Our life is full of exposure to hazards to our health and well-being, from the chemicals found in our personal grooming products, sometimes in our food, and all around us in our environment. We are also exposed to common forms of electromagnetic radiation such as what we get from Wi-Fi signals and airport body scanners.
Electromagnetic fields emanate from cell phones, Wi-Fi and other electronic devices. Continual exposure to electromagnetic radiation affects our wellness, causing what has been termed as Electrohypersensitivity (EHS) and occurs when certain symptoms appear such as headaches, fatigue, trouble concentrating, short-term memory problems, insomnia, skin rashes, tinnitus, nausea and dizziness, and perhaps others.
However, research to date has not established any clear-cut scientific evidence demonstrating that electromagnetic fields are directly responsible for any of these adverse affects on our wellness, including cancer. According to the World Health Organization (WHO) EHS has “no clear diagnostic criteria and there is no scientific basis to link EHS symptoms to electromagnetic field (EMF) exposure. Further, EHS is not a medical diagnosis, nor is it clear that it represents a single medical problem. Some say that ongoing research may eventually demonstrate a scientific basis for EHS, but we’re not there yet.
Radiation is Found Everywhere in Our Environment
While panic mounts worldwide about exposure to radiation coming from the Japanese power plant plumes, an immediate source of radiation has some concerned: full-body airport scanners. Some experts have worried about this radiation from the start.
There has been much controversy and debate over the use of full-body X-ray scanners at U.S. airports. How risky are they to our health and well-being? What do we know about radiation exposure and how much is too much?
Exposure is Constant
Our bodies are continually exposed to small amounts of radiation. Radiation is found everywhere in our environment. Uranium, thorium and radium emit it naturally from the earth’s soil. We find radiation in heat, light and microwaves, this type of exposure is generally not considered a health concern. As a matter of fact, according to the Centers for Disease Control and Prevention (CDC), 80 percent of human exposure comes from the earth’s natural resources, only 20 percent is manufactured: mainly form X-rays.
The overall consensus in the scientific community is that these everyday exposures are not harmful. However, what about the future of full-body scanning at airports?
Molecular-Level Full-body Scanners
According to a report by Gizmodo.com, the government has subcontracted, through the Department of Homeland Security, with Genia Photonics, a company that has acquired 30 patents relating to molecular-level scanners machines that will be capable of scanning every single molecule in your body. It is reportedly 10 million times faster and a million times more sensitive than the scanners currently in use by the Transportation Security Administration (TSA) and at our ports of entry. Perhaps we need to question whether airport security would really need this kind of full-body scanning equipment. The prospect of radiation exposure on a molecular-level has to raise many questions regarding the affects of this on the body.

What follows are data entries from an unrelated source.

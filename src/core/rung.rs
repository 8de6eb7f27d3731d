//! Strompfade (Rungs) und parallele Verzweigungen.

use super::catalog::ElementClass;
use super::element::{BranchId, Element, ElementId, RungId};
use serde::{Deserialize, Serialize};
use std::collections::BTreeMap;

/// Standardbreite eines Strompfads in Spalten.
pub const DEFAULT_RUNG_WIDTH: u16 = 10;

/// Parallele Verzweigung innerhalb eines Strompfads.
///
/// Die Verzweigung beginnt vor Spalte `start_column` und vereinigt sich nach
/// Spalte `end_column - 1` wieder mit dem Hauptpfad (halboffenes Intervall).
#[derive(Debug, Clone, PartialEq, Eq, Serialize, Deserialize)]
pub struct Branch {
    /// Eindeutige ID
    pub id: BranchId,
    /// Erste Spalte der Verzweigung
    pub start_column: u16,
    /// Spalte nach der Wiedervereinigung
    pub end_column: u16,
    /// Elemente der Verzweigung, nach Spalte sortiert
    pub elements: Vec<Element>,
}

impl Branch {
    /// Erstellt eine leere Verzweigung.
    pub fn new(id: BranchId, start_column: u16, end_column: u16) -> Self {
        Self {
            id,
            start_column,
            end_column,
            elements: Vec::new(),
        }
    }

    /// Prüft, ob die Spalte im Bereich der Verzweigung liegt.
    pub fn contains_column(&self, column: u16) -> bool {
        (self.start_column..self.end_column).contains(&column)
    }

    /// Zwei Verzweigungen dürfen sich nur vollständig (gleiche Spanne) oder
    /// gar nicht überlappen.
    pub fn conflicts_with(&self, start_column: u16, end_column: u16) -> bool {
        let same = self.start_column == start_column && self.end_column == end_column;
        let disjoint = end_column <= self.start_column || start_column >= self.end_column;
        !(same || disjoint)
    }
}

/// Ein Strompfad von der linken zur rechten Schiene.
#[derive(Debug, Clone, PartialEq, Eq, Serialize, Deserialize)]
pub struct Rung {
    /// Eindeutige ID
    pub id: RungId,
    /// Anzahl Spalten
    #[serde(default = "default_width")]
    pub width: u16,
    /// Elemente des Hauptpfads, nach Spalte sortiert
    pub elements: Vec<Element>,
    /// Verzweigungen, nach Startspalte sortiert
    #[serde(default)]
    pub branches: Vec<Branch>,
}

fn default_width() -> u16 {
    DEFAULT_RUNG_WIDTH
}

impl Rung {
    /// Erstellt einen leeren Strompfad.
    pub fn new(id: RungId, width: u16) -> Self {
        Self {
            id,
            width,
            elements: Vec::new(),
            branches: Vec::new(),
        }
    }

    /// Verzweigung nach ID.
    pub fn branch(&self, id: BranchId) -> Option<&Branch> {
        self.branches.iter().find(|b| b.id == id)
    }

    /// Elementliste eines Pfads (`None` = Hauptpfad).
    pub fn path(&self, branch: Option<BranchId>) -> Option<&Vec<Element>> {
        match branch {
            None => Some(&self.elements),
            Some(id) => self.branch(id).map(|b| &b.elements),
        }
    }

    /// Veränderbare Elementliste eines Pfads.
    pub fn path_mut(&mut self, branch: Option<BranchId>) -> Option<&mut Vec<Element>> {
        match branch {
            None => Some(&mut self.elements),
            Some(id) => self
                .branches
                .iter_mut()
                .find(|b| b.id == id)
                .map(|b| &mut b.elements),
        }
    }

    /// Gültiger Spaltenbereich eines Pfads.
    pub fn column_range(&self, branch: Option<BranchId>) -> Option<std::ops::Range<u16>> {
        match branch {
            None => Some(0..self.width),
            Some(id) => self.branch(id).map(|b| b.start_column..b.end_column),
        }
    }

    /// Element an einer Spalte eines Pfads.
    pub fn element_at(&self, branch: Option<BranchId>, column: u16) -> Option<&Element> {
        self.path(branch)?
            .iter()
            .find(|e| e.position.column == column)
    }

    /// Alle Elemente (Hauptpfad, dann Verzweigungen).
    pub fn all_elements(&self) -> impl Iterator<Item = &Element> {
        self.elements
            .iter()
            .chain(self.branches.iter().flat_map(|b| b.elements.iter()))
    }

    /// Alle Elemente veränderbar.
    pub fn all_elements_mut(&mut self) -> impl Iterator<Item = &mut Element> {
        self.elements
            .iter_mut()
            .chain(self.branches.iter_mut().flat_map(|b| b.elements.iter_mut()))
    }

    /// Element nach ID.
    pub fn find(&self, id: ElementId) -> Option<&Element> {
        self.all_elements().find(|e| e.id == id)
    }

    /// Fügt eine Verzweigung sortiert ein.
    pub fn insert_branch(&mut self, branch: Branch) {
        let idx = self
            .branches
            .partition_point(|b| (b.start_column, b.id) < (branch.start_column, branch.id));
        self.branches.insert(idx, branch);
    }

    /// Entfernt eine Verzweigung samt Elementen.
    pub fn remove_branch(&mut self, id: BranchId) -> Option<Branch> {
        let idx = self.branches.iter().position(|b| b.id == id)?;
        Some(self.branches.remove(idx))
    }

    /// Prüft, ob der Strompfad eine Ausgangsanweisung enthält.
    pub fn has_output(&self) -> bool {
        self.all_elements().any(|e| e.kind.is_output())
    }
}

/// Fügt ein Element spaltensortiert in einen Pfad ein.
pub fn insert_sorted(path: &mut Vec<Element>, element: Element) {
    let idx = path.partition_point(|e| e.position.column < element.position.column);
    path.insert(idx, element);
}

/// Prüft die Ausgangsstufe eines Pfads: rechts einer Ausgangsanweisung darf
/// keine Eingangsanweisung mehr folgen.
pub fn output_stage_ok(columns: impl IntoIterator<Item = (u16, ElementClass)>) -> bool {
    let mut sorted: Vec<(u16, ElementClass)> = columns.into_iter().collect();
    sorted.sort_by_key(|(column, _)| *column);
    let mut seen_output = false;
    for (_, class) in sorted {
        match class {
            ElementClass::Output => seen_output = true,
            ElementClass::Input if seen_output => return false,
            ElementClass::Input => {}
        }
    }
    true
}

/// Belegung eines Elements: Pfad (`None` = Hauptpfad), Spalte und Klasse.
pub type PathSlot = (Option<BranchId>, u16, ElementClass);

/// Prüft die Ausgangsstufe über alle Pfade eines Strompfads.
///
/// Innerhalb eines Pfads gilt [`output_stage_ok`]. Pfadübergreifend zählt
/// ein Verzweigungselement für die ganze Spanne seiner Verzweigung: keine
/// Eingangsanweisung darf erst hinter dem Ende einer Ausgangsanweisung
/// beginnen.
pub fn rung_output_stage_ok(rung: &Rung, slots: &[PathSlot]) -> bool {
    let mut paths: BTreeMap<Option<BranchId>, Vec<(u16, ElementClass)>> = BTreeMap::new();
    for &(branch, column, class) in slots {
        paths.entry(branch).or_default().push((column, class));
    }
    if !paths.into_values().all(output_stage_ok) {
        return false;
    }

    let span = |branch: Option<BranchId>, column: u16| match branch.and_then(|id| rung.branch(id)) {
        Some(b) => (b.start_column, b.end_column.saturating_sub(1)),
        None => (column, column),
    };
    let earliest_output_end = slots
        .iter()
        .filter(|(_, _, class)| *class == ElementClass::Output)
        .map(|&(branch, column, _)| span(branch, column).1)
        .min();
    let Some(output_end) = earliest_output_end else {
        return true;
    };
    slots
        .iter()
        .filter(|(_, _, class)| *class == ElementClass::Input)
        .all(|&(branch, column, _)| span(branch, column).0 <= output_end)
}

A single full-body scanning with current devices in use, according to the manufacturers, involves exposure to 10 micrograms of radiation, an insignificant amount, if it is correct. Your cumulative amount of exposure from 30 hours of air travel is equal to that of a single chest X-ray.

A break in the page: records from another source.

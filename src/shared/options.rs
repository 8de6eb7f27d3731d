//! Zentrale Konfiguration des Ladder-Simulators.
//!
//! `SimulatorOptions` enthält alle zur Laufzeit änderbaren Werte.
//! Die `const`-Werte bleiben als Fallback/Default erhalten.

use crate::core::DEFAULT_RUNG_WIDTH;
use serde::{Deserialize, Serialize};

// ── Scan ────────────────────────────────────────────────────────────

/// Free-Run-Periode in Millisekunden.
pub const SCAN_PERIOD_MS: u64 = 100;
/// Timer-Zeitbasis: Ticks pro Scan-Zyklus.
pub const TICKS_PER_CYCLE: i32 = 1;
/// Obergrenze an Zyklen, die ein einzelner Host-Tick nachholen darf.
pub const MAX_CYCLES_PER_TICK: u32 = 100;

// ── Bearbeitung ─────────────────────────────────────────────────────

/// Standard-Tiefe der Undo-History.
pub const HISTORY_DEPTH: usize = 200;

/// Name der Optionen-Datei neben der Binary.
pub const OPTIONS_FILE_NAME: &str = "plc_ladder_sim.toml";

// ── Laufzeit-Optionen (serialisierbar) ─────────────────────────────

/// Alle zur Laufzeit änderbaren Simulator-Optionen.
/// Wird als `plc_ladder_sim.toml` neben der Binary gespeichert.
#[derive(Debug, Clone, PartialEq, Serialize, Deserialize)]
pub struct SimulatorOptions {
    /// Spaltenanzahl neuer Strompfade
    #[serde(default = "default_rung_width")]
    pub rung_width: u16,
    /// Maximale Undo-Tiefe
    #[serde(default = "default_history_depth")]
    pub history_depth: usize,
    /// Free-Run-Periode in Millisekunden
    #[serde(default = "default_scan_period_ms")]
    pub scan_period_ms: u64,
    /// Timer-Fortschritt pro Zyklus
    #[serde(default = "default_ticks_per_cycle")]
    pub ticks_per_cycle: i32,
    /// Free-Run beim ersten fehlerbehafteten Zyklus anhalten
    #[serde(default)]
    pub stop_on_fault: bool,
}

impl Default for SimulatorOptions {
    fn default() -> Self {
        Self {
            rung_width: DEFAULT_RUNG_WIDTH,
            history_depth: HISTORY_DEPTH,
            scan_period_ms: SCAN_PERIOD_MS,
            ticks_per_cycle: TICKS_PER_CYCLE,
            stop_on_fault: false,
        }
    }
}

/// Serde-Default für `rung_width` (Abwärtskompatibilität bestehender TOML-Dateien).
fn default_rung_width() -> u16 {
    DEFAULT_RUNG_WIDTH
}

fn default_history_depth() -> usize {
    HISTORY_DEPTH
}

fn default_scan_period_ms() -> u64 {
    SCAN_PERIOD_MS
}

fn default_ticks_per_cycle() -> i32 {
    TICKS_PER_CYCLE
}

impl SimulatorOptions {
    /// Lädt Optionen aus einer TOML-Datei. Bei Fehler: Standardwerte.
    pub fn load_from_file(path: &std::path::Path) -> Self {
        match std::fs::read_to_string(path) {
            Ok(content) => match toml::from_str(&content) {
                Ok(opts) => {
                    log::info!("Optionen geladen aus: {}", path.display());
                    opts
                }
                Err(e) => {
                    log::warn!("Optionen-Datei fehlerhaft, verwende Standardwerte: {}", e);
                    Self::default()
                }
            },
            Err(_) => {
                log::info!("Keine Optionen-Datei gefunden, verwende Standardwerte");
                Self::default()
            }
        }
    }

    /// Speichert Optionen als TOML-Datei.
    pub fn save_to_file(&self, path: &std::path::Path) -> anyhow::Result<()> {
        let content = toml::to_string_pretty(self)?;
        std::fs::write(path, content)?;
        log::info!("Optionen gespeichert nach: {}", path.display());
        Ok(())
    }

    /// Ermittelt den Pfad zur Optionen-Datei neben der Binary.
    pub fn config_path() -> std::path::PathBuf {
        std::env::current_exe()
            .unwrap_or_else(|_| std::path::PathBuf::from("plc_ladder_sim"))
            .parent()
            .unwrap_or_else(|| std::path::Path::new("."))
            .join(OPTIONS_FILE_NAME)
    }

    /// Free-Run-Periode, mindestens 1 ms.
    pub fn effective_scan_period_ms(&self) -> u64 {
        self.scan_period_ms.max(1)
    }
}
//! Integrationstests für Patch-basiertes Editing:
//! - Undo stellt das Programm exakt wieder her (Struktur und Serialisierung)
//! - Redo nach Undo reproduziert den Zustand nach der Bearbeitung
//! - Forcen nach einem Scan-Zyklus bleibt rückgängig machbar

use plc_ladder_sim::core::{CompareOp, ElementKind};
use plc_ladder_sim::{
    plan, run_cycle, EditCommand, EditHistory, LadderProgram, Patch, VarValue,
};

fn json(program: &LadderProgram) -> String {
    serde_json::to_string(program).expect("Serialisierung")
}

/// Ein Befehl je Bearbeitungsart, jeweils gültig auf dem Beispielprogramm.
fn one_command_per_kind() -> Vec<EditCommand> {
    vec![
        EditCommand::AddRung {
            index: Some(0),
            width: 10,
        },
        EditCommand::DeleteRung { rung: 1 },
        EditCommand::MoveRung { rung: 6, index: 0 },
        EditCommand::AddBranch {
            rung: 2,
            start_column: 0,
            end_column: 1,
        },
        EditCommand::DeleteBranch { rung: 1, branch: 1 },
        EditCommand::AddElement {
            rung: 2,
            column: 1,
            branch: None,
            kind: ElementKind::NormallyClosed,
            operands: vec!["X7".into()],
        },
        EditCommand::DropElement {
            rung: 1,
            column: 0,
            branch: None,
            kind: ElementKind::NormallyOpen,
            operands: vec!["X5".into()],
        },
        EditCommand::DeleteElement { element: 3 },
        EditCommand::MoveElement {
            element: 2,
            column: 4,
        },
        EditCommand::SetOperand {
            element: 13,
            pin: 1,
            text: "D7".into(),
        },
        EditCommand::AddVariable {
            device: "D9".into(),
        },
        EditCommand::RenameVariable {
            from: "X0".into(),
            to: "X20".into(),
        },
        EditCommand::SetVariableValue {
            device: "D0".into(),
            value: VarValue::Int(7),
        },
    ]
}

#[test]
fn test_undo_restores_program_for_every_edit_kind() {
    for command in one_command_per_kind() {
        let mut program = LadderProgram::sample();
        let before = program.clone();
        let mut history: EditHistory<Patch> = EditHistory::default();

        let patch = plan(&program, &command)
            .unwrap_or_else(|e| panic!("{command:?} abgelehnt: {e}"));
        assert!(!patch.is_empty(), "{command:?} ohne Änderung");
        history
            .apply(&mut program, command.label(), patch)
            .expect("Patch anwenden");
        assert_ne!(program, before, "{command:?} hat nichts verändert");
        let after = program.clone();

        history.undo(&mut program).expect("Undo");
        assert_eq!(program, before, "Undo von {command:?}");
        assert_eq!(json(&program), json(&before), "Undo von {command:?} (JSON)");

        history.redo(&mut program).expect("Redo");
        assert_eq!(program, after, "Redo von {command:?}");
    }
}

#[test]
fn test_full_undo_chain_returns_to_start() {
    let mut program = LadderProgram::sample();
    let start = program.clone();
    let mut history: EditHistory<Patch> = EditHistory::default();

    let commands = [
        EditCommand::AddRung {
            index: None,
            width: 10,
        },
        EditCommand::AddElement {
            rung: 7,
            column: 0,
            branch: None,
            kind: ElementKind::Compare(CompareOp::Les),
            operands: vec!["D0".into(), "K10".into(), "M5".into()],
        },
        EditCommand::AddElement {
            rung: 7,
            column: 9,
            branch: None,
            kind: ElementKind::OutputLatch,
            operands: vec!["Y3".into()],
        },
        EditCommand::AddBranch {
            rung: 7,
            start_column: 0,
            end_column: 1,
        },
        EditCommand::AddElement {
            rung: 7,
            column: 0,
            branch: Some(2),
            kind: ElementKind::NormallyOpen,
            operands: vec!["M5".into()],
        },
        EditCommand::MoveRung { rung: 7, index: 0 },
        EditCommand::DeleteRung { rung: 3 },
    ];
    for command in &commands {
        let patch = plan(&program, command).unwrap_or_else(|e| panic!("{command:?}: {e}"));
        history
            .apply(&mut program, command.label(), patch)
            .expect("Patch anwenden");
    }
    assert_eq!(history.undo_len(), commands.len());

    while history.can_undo() {
        history.undo(&mut program).expect("Undo");
    }

    assert_eq!(program, start);
    assert_eq!(json(&program), json(&start));
}

#[test]
fn test_force_after_scan_is_still_undoable() {
    let mut program = LadderProgram::sample();
    let mut history: EditHistory<Patch> = EditHistory::default();

    let force = EditCommand::SetVariableValue {
        device: "X0".into(),
        value: VarValue::Bool(true),
    };
    let patch = plan(&program, &force).expect("Forcen");
    history
        .apply(&mut program, force.label(), patch)
        .expect("Patch anwenden");

    // Der Scan schreibt Y0, die History bleibt davon unberührt
    run_cycle(&mut program, 1);
    assert_eq!(history.undo_len(), 1);

    history.undo(&mut program).expect("Undo");
    let x0 = "X0".parse().expect("Device");
    assert_eq!(program.value(x0), Some(VarValue::Bool(false)));
    let y0 = "Y0".parse().expect("Device");
    assert_eq!(program.value(y0), Some(VarValue::Bool(true)));
}

#[test]
fn test_new_edit_after_undo_drops_redo() {
    let mut program = LadderProgram::sample();
    let mut history: EditHistory<Patch> = EditHistory::default();

    for device in ["D10", "D11"] {
        let command = EditCommand::AddVariable {
            device: device.into(),
        };
        let patch = plan(&program, &command).expect("Planung");
        history
            .apply(&mut program, command.label(), patch)
            .expect("Patch anwenden");
    }
    history.undo(&mut program).expect("Undo");
    assert!(history.can_redo());

    let command = EditCommand::AddVariable {
        device: "D12".into(),
    };
    let patch = plan(&program, &command).expect("Planung");
    history
        .apply(&mut program, command.label(), patch)
        .expect("Patch anwenden");

    assert!(!history.can_redo());
    assert!(program.variable("D11".parse().expect("Device")).is_none());
}

#[test]
fn test_delete_rung_then_undo_keeps_variable_back_references() {
    let mut program = LadderProgram::sample();
    let mut history: EditHistory<Patch> = EditHistory::default();
    let y0 = "Y0".parse().expect("Device");
    let used_before = program.variable(y0).expect("Y0").used_by.clone();

    let command = EditCommand::DeleteRung { rung: 1 };
    let patch = plan(&program, &command).expect("Planung");
    history
        .apply(&mut program, command.label(), patch)
        .expect("Patch anwenden");
    assert_eq!(program.variable(y0).expect("Y0").used_by.len(), 1);

    history.undo(&mut program).expect("Undo");
    assert_eq!(program.variable(y0).expect("Y0").used_by, used_before);
}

Testing Shows Levels to be Below Standards
Last year, the scanners underwent more than 700 inspections with all tests showing the radiation levels below standards used by their manufacturer and the TSA, according to a USA TODAY review of the recently released reports. The first report, from David A. Schauer, who directs the National Council on Radiation Protection and Measurements, is that he thinks that risks are minimal. We are exposed to much more radiation during routine medical exams. Then again, if we think of frequent fliers, getting a medical exam 3 or 4 times a week is hardly likely. You are free to decline its use and settle for the patting down by security. You are free to choose what you believe is the healthiest for your well-being.